Preservation and protection of cultural properties; implementation of R.A. 4846; P.D. 374, R.A. 8492 and other related cultural laws.

Historical Notes

The Cultural Properties Division takes centerstage in the tedious process of authenticating, documenting, and registering the cultural properties of the country. These include antiques, artifacts, jars, potteries, and other materials that are of cultural and historical significance.

From the standpoint of history, the Cultural Properties Division appears as young as the Museum Education Division, having been established only in 1974 through R.A. 4846. The function, however, dates back to the post-war government and was carried out by its predecessor, the Arts and History Division. The function was again passed temporarily to the Museum Education Division in 1974 and was placed under the leadership of Mrs. Rosario B. Tantoco, only to be bequeathed finally the Cultural Properties Division. President Ferdinand E. Marcos amended R.A. 4846 through the issuance of P D. 374 or the "Cultural Properties Preservation and Protection Act" January 10, 1974.

With this amendment, the presentday Cultural Properties Division has become an entity that is vested with police powers, sharp enough to enforce the full force of the law in safeguarding our national cultural properties.

Turning Points

Since its inception, the Cultural Properties Division has been actively and aggressively pursuing a campaign the registration of private collections, issuance of permits for excavations/excavations, and issuance of new or renewed licenses for dealers, particularly the provinces. In the last five years alone, a total of 10,880 various types of cultural properties were registered and over 8,000 licenses were issued to dealers in the enforcement of P D. 374.

The best measure of effectiveness in so far as the registration aspect is concerned is revenue.
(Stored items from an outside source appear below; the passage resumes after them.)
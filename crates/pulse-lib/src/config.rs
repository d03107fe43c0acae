use crate::{
    detectors::PeakDetectorConfig, error::EcgError, metrics::HrvConfig,
    respiration::RespirationConfig,
};
use anyhow::{Context, Result};
use serde::{Deserialize, Serialize};
use std::{fs, path::Path};

/// Everything an [`EcgSession`](crate::session::EcgSession) needs to know up front.
#[derive(Debug, Clone, Serialize, Deserialize)]
#[serde(default)]
pub struct SessionConfig {
    pub sampling_rate_hz: f64,
    /// Samples handed to the detector on each recompute.
    pub analysis_window: usize,
    /// Samples kept in the ECG buffer; at least `analysis_window`.
    pub buffer_retention: usize,
    /// Samples in [`EcgSession::chart_view`](crate::session::EcgSession::chart_view).
    pub view_len: usize,
    pub detector: PeakDetectorConfig,
    pub hrv: HrvConfig,
    pub respiration: RespirationConfig,
}

impl Default for SessionConfig {
    fn default() -> Self {
        Self {
            sampling_rate_hz: 250.0,
            analysis_window: 5000,
            buffer_retention: 7500,
            view_len: 1000,
            detector: PeakDetectorConfig::default(),
            hrv: HrvConfig::default(),
            respiration: RespirationConfig::default(),
        }
    }
}

impl SessionConfig {
    pub fn from_toml_str(contents: &str) -> Result<Self> {
        let cfg: SessionConfig = toml::from_str(contents).context("parsing session config")?;
        cfg.validate()?;
        Ok(cfg)
    }

    pub fn load(path: &Path) -> Result<Self> {
        let contents = fs::read_to_string(path)
            .with_context(|| format!("failed to read config {}", path.display()))?;
        Self::from_toml_str(&contents).with_context(|| format!("loading {}", path.display()))
    }

    pub fn to_toml(&self) -> Result<String> {
        toml::to_string_pretty(self).context("serialising session config")
    }

    pub fn validate(&self) -> Result<(), EcgError> {
        let fs = self.sampling_rate_hz;
        if !(fs.is_finite() && fs > 0.0) {
            return Err(EcgError::InvalidConfig(format!(
                "sampling_rate_hz must be positive, got {fs}"
            )));
        }
        if self.analysis_window < self.detector.min_samples {
            return Err(EcgError::InvalidConfig(format!(
                "analysis_window {} is shorter than detector.min_samples {}",
                self.analysis_window, self.detector.min_samples
            )));
        }
        if self.view_len == 0 || self.view_len > self.buffer_retention {
            return Err(EcgError::InvalidConfig(format!(
                "view_len {} must be between 1 and buffer_retention {}",
                self.view_len, self.buffer_retention
            )));
        }
        if self.buffer_retention < self.analysis_window {
            return Err(EcgError::InvalidConfig(format!(
                "buffer_retention {} is shorter than analysis_window {}",
                self.buffer_retention, self.analysis_window
            )));
        }

        let det = &self.detector;
        if !(det.threshold_factor > 0.0 && det.threshold_factor <= 1.0) {
            return Err(EcgError::InvalidConfig(format!(
                "detector.threshold_factor must be in (0, 1], got {}",
                det.threshold_factor
            )));
        }
        if det.smoothing_window == 0 {
            return Err(EcgError::InvalidConfig(
                "detector.smoothing_window must be at least 1".into(),
            ));
        }
        let (lo, hi) = det.interval_band;
        if !(lo > 0.0 && hi > lo) {
            return Err(EcgError::InvalidConfig(format!(
                "detector.interval_band ({lo}, {hi}) is not an increasing positive range"
            )));
        }
        if let Some((low, high)) = det.prefilter_hz {
            crate::dsp::Biquad::bandpass(low, high, fs)?;
        }

        if !(self.hrv.min_rr_ms > 0.0 && self.hrv.max_rr_ms > self.hrv.min_rr_ms) {
            return Err(EcgError::InvalidConfig(format!(
                "hrv RR bounds [{}, {}] are not increasing",
                self.hrv.min_rr_ms, self.hrv.max_rr_ms
            )));
        }

        let resp = &self.respiration;
        if resp.cache_capacity < resp.required_samples(fs) {
            return Err(EcgError::InvalidConfig(format!(
                "respiration.cache_capacity {} cannot hold the {} samples an estimate needs",
                resp.cache_capacity,
                resp.required_samples(fs)
            )));
        }
        let (low, high) = resp.band_hz;
        crate::dsp::Biquad::bandpass(low, high, fs)?;
        let (min, max) = resp.rate_bounds;
        if !(min > 0.0 && max > min) {
            return Err(EcgError::InvalidConfig(format!(
                "respiration.rate_bounds ({min}, {max}) are not increasing"
            )));
        }
        Ok(())
    }
}
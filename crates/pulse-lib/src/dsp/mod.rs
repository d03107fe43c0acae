pub mod biquad;
pub mod fft;
pub mod smooth;
pub mod spline;
pub mod zero_cross;

pub use biquad::Biquad;
pub use fft::{dominant_frequency, magnitude_spectrum, Spectrum};
pub use smooth::{mean, median, moving_average, remove_mean, sample_std_dev};
pub use spline::{normalize_unit, CubicSpline};
pub use zero_cross::{count_zero_crossings, ZeroCrossings};
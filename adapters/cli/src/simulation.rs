//! Fixed-timestep driver wiring the world to its systems and the scene.

use std::time::Duration;

use gridchase_core::{Command, Event, SessionState};
use gridchase_rendering::{
    Color, EffectPresentation, EffectStyle, FrameInput, HudPresentation, Overlay,
    PlayerPresentation, PursuerPresentation, Scene,
};
use gridchase_system_audio::{Audio, AudioNotifier, SoundEvent};
use gridchase_system_bootstrap::{Bootstrap, INSTRUCTIONS, RESTART_PROMPT, TITLE};
use gridchase_system_effects::{EffectKind, Effects};
use gridchase_system_input::{ControlInput, Input};
use gridchase_world::{self as world, query, World};

/// Simulated time advanced by a single world tick.
pub(crate) const FIXED_STEP: Duration = Duration::from_nanos(16_666_667);
/// Longest frame delta folded into the accumulator; slower frames drop time.
const MAX_FRAME_DELTA: Duration = Duration::from_millis(250);

const PLAYER_COLOR: Color = Color::from_rgb_u8(60, 200, 90);
const PURSUER_COLOR: Color = Color::from_rgb_u8(220, 60, 60);
const RUSHING_PURSUER_COLOR: Color = Color::from_rgb_u8(255, 140, 40);

/// Sound notifier that reports cues through the tracing pipeline.
#[derive(Debug, Default)]
pub(crate) struct LoggingNotifier;

impl AudioNotifier for LoggingNotifier {
    fn notify(&mut self, sound: SoundEvent) {
        tracing::debug!(sound = sound.name(), "sound cue");
    }
}

/// Owns the world and the pure systems that observe it.
#[derive(Debug)]
pub(crate) struct Simulation<N> {
    world: World,
    input: Input,
    audio: Audio,
    effects: Effects,
    bootstrap: Bootstrap,
    notifier: N,
    accumulator: Duration,
    last_events: Vec<Event>,
}

impl<N: AudioNotifier> Simulation<N> {
    /// Wraps `world`, syncing the input system with its current session.
    pub(crate) fn new(world: World, notifier: N) -> Self {
        let session = query::session(&world);
        Self {
            world,
            input: Input::new(),
            audio: Audio::new(),
            effects: Effects::new(),
            bootstrap: Bootstrap,
            notifier,
            accumulator: Duration::ZERO,
            last_events: vec![Event::SessionChanged { state: session }],
        }
    }

    pub(crate) fn world(&self) -> &World {
        &self.world
    }

    /// Advances one frame: controls first, then as many fixed ticks as `dt` covers.
    pub(crate) fn advance(&mut self, dt: Duration, controls: ControlInput) {
        let mut commands = Vec::new();
        self.input.handle(&self.last_events, controls, &mut commands);

        let mut events = Vec::new();
        for command in commands {
            world::apply(&mut self.world, command, &mut events);
        }

        self.accumulator = self
            .accumulator
            .saturating_add(dt.min(MAX_FRAME_DELTA));
        while self.accumulator >= FIXED_STEP {
            self.accumulator -= FIXED_STEP;
            world::apply(&mut self.world, Command::Tick { dt: FIXED_STEP }, &mut events);
        }

        self.audio.handle(&events, &mut self.notifier);
        self.effects.handle(&events);
        self.last_events = events;
    }

    /// Rebuilds `scene` from the current world and effect state.
    pub(crate) fn populate_scene(&self, scene: &mut Scene) {
        let session = query::session(&self.world);
        let hud = self.bootstrap.hud(&self.world);

        scene.grid.show_lines = hud.show_grid;
        scene.effects = self
            .effects
            .descriptors()
            .into_iter()
            .map(|descriptor| EffectPresentation {
                style: match descriptor.kind {
                    EffectKind::Vanish => EffectStyle::Vanish,
                    EffectKind::Appear => EffectStyle::Appear,
                    EffectKind::Disable => EffectStyle::Spark,
                },
                cell: descriptor.cell,
                progress: descriptor.progress,
            })
            .collect();

        if session == SessionState::Menu {
            scene.player = None;
            scene.pursuers.clear();
            scene.obstacles.clear();
            scene.hud = HudPresentation::default();
            scene.overlay = Some(Overlay::Menu {
                title: TITLE.to_owned(),
                lines: INSTRUCTIONS.iter().map(|line| (*line).to_owned()).collect(),
            });
            return;
        }

        scene.player = Some(PlayerPresentation {
            cell: query::player(&self.world),
            opacity: self.effects.player_opacity(),
            color: PLAYER_COLOR,
        });
        let pursuer_color = if hud.rush_speed.is_some() {
            RUSHING_PURSUER_COLOR
        } else {
            PURSUER_COLOR
        };
        scene.pursuers = query::pursuer_view(&self.world)
            .iter()
            .map(|snapshot| PursuerPresentation {
                position: snapshot.visual,
                color: pursuer_color,
            })
            .collect();
        scene.obstacles = query::obstacles(&self.world);
        scene.hud = HudPresentation {
            status: hud.status_line(),
            grid: hud.grid_line().to_owned(),
            banner: hud.rush_line(),
            notice: self.effects.notice().map(str::to_owned),
        };
        scene.overlay = match session {
            SessionState::GameOver | SessionState::Won => Some(Overlay::Ended {
                message: hud.end_message.clone().unwrap_or_default(),
                score: hud.final_score_line(),
                prompt: RESTART_PROMPT.to_owned(),
            }),
            SessionState::Menu | SessionState::Playing => None,
        };
    }
}

/// Translates adapter frame input into system controls.
pub(crate) fn controls_from_frame(frame: FrameInput) -> ControlInput {
    ControlInput {
        movement: frame.movement,
        confirm: frame.confirm,
        wait: frame.wait,
        click: frame.click,
        cursor_cell: frame.cursor_cell,
        teleport: frame.teleport,
        safe_teleport: frame.safe_teleport,
        disable: frame.disable,
        rush: frame.rush,
        new_game: frame.new_game,
        toggle_grid: frame.toggle_grid,
    }
}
In the last five years, the Division generated a consolidated gross income of P 880 million earned from registration of collections, permits and licenses, although a good part of this hefty figure comes as a result of the license fee increase implemented in the year 2000. Even then, this is very encouraging news for the National Museum as it has a high impact on savings and revenue.

The Cultural Properties Division as the recognized authority covered by P.D. 374 has done a number of researches about this subject as more questions or clarifications were raised. Various literature in this regard were made by Mr. Cecilio G. Salcedo, Mr. Efren Cz Flores, Ms. Norma Checa, Dr. Paciente Cordero, and many others. These continuing studies paved the way for the drafting of the Philippine Heritage Law which was subsequently passed this year.

Many surprising revelations are being unearthed as the Cultural Properties Division proceeds with work. For instance, local residents accidentally discovered shards on the surface of a piece of land in Bolinao, Pangasinan in 1983. These turned out to be buried artifacts. Shards of porcelain of the Ming period and shards of piedra china of the late Spanish Period were found in Botolan, Zambales and Rosales, Pangasinan, respectively, in 1985. These areas were recommended for salvage archaeology.

A Broader Role

The Cultural Properties Division plays a Herculean role as protector of national cultural properties as stipulated in P D. 374. The specific agenda of this Division are as follows:

(1) registration of cultural properties owned by private individuals and collectors;

(2) licensing of dealers, agents, and exporters of cultural properties;

(3) research and compilation of data on important cultural properties, national shrines, monuinents, and landmarks;

(4) certification of income tax deduction for donations made to the National Museum or any accredited institution or for investment in the purchase of cultural properties registered with the National Museum for support of its scientific and cultural expeditions; and

(5) investigation of reported alleged violations of the laws.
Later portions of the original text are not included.